Carrying black placards, they torched the US flag amid fierce anti-American sloganeering. They were protesting against the continued detention of Pakistani cognitive neuroscientist Aafia Siddiqui by US during which she has allegedly contracted cancer and has alleged become pregnant because of sexual abuse.

Aasiya was arrested on August 28, 2010 from a residential house in the Habak-Zakoora locality in Srinagar for her alleged active role in 2010 unrest. She was detained in a Jammu jail where she was suffering from multiple ailments. Her transfer from Jammu to Srinagar jail became a legal battle that Mian Abdul Qayoom fought for a long time.

After she was shifted to Srinagar, she remained admitted in SKIMS hospital for some time.  The J&K government finally set her free on Nov 7, 2011 on the eve of Eid. She took a long time to take care of her health and family that continues to remain scattered. Asiya is married to Ashiq Hussain Faktoo who is imprisoned since 1994, after being awarded life sentence. Officials said her release was conditional.

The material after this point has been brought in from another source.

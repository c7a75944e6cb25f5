pub mod config;
pub mod version;

pub use config::{ClientConfig, Timeout};
pub use version::{ApiVersion, DataType, API_BASE_URI_GDPR, API_BASE_URI_V1, API_BASE_URI_V2};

Asiya has remained in public life for a long time. But her return to the streets, this time, for something beyond the political borders she lives in, surprised many people. She took up the case of a Pakistani scientist who is at the core of Islamabad’s crisis and anti-Americanism, something that has divided Pakistan’s ruling elite from the masses they represent.  “The clerics of Pakistan and Kashmir have failed in their basic duty in raising voice against the US for imprisoning Aafia Siddiqui,” Asiya said.

Affia Sidiqui, a diminutive 39-year-old mother of three disappeared from Karachi in March 2003 in murky circumstances. Five years later, she was traced in a US prison in Afghanistan. It was said later that she was kidnapped by Pakistani intelligence agencies and handed over to US at the peak of their anti-terror comradeship. Later she was flown to US and tried for attacking US soldiers. The trial dubbed a sham exercise by many sentenced her to 86 years’ in jail.

She is eligible to move out in 2094 when she will be 122 years old. Back home in Pakistan she became a cause c?l?bre widely viewed as an innocent victim of American injustice. Of the three children – her son and daughter has been released but the little one is still untraceable. Both the freed children said they were being held in prisons in Afghanistan.

While Ms Sidiqui is a huge issue in Pakistan, can Asiya make her relevant to Kashmir that is desperately seeking American friendship across the ideological divide?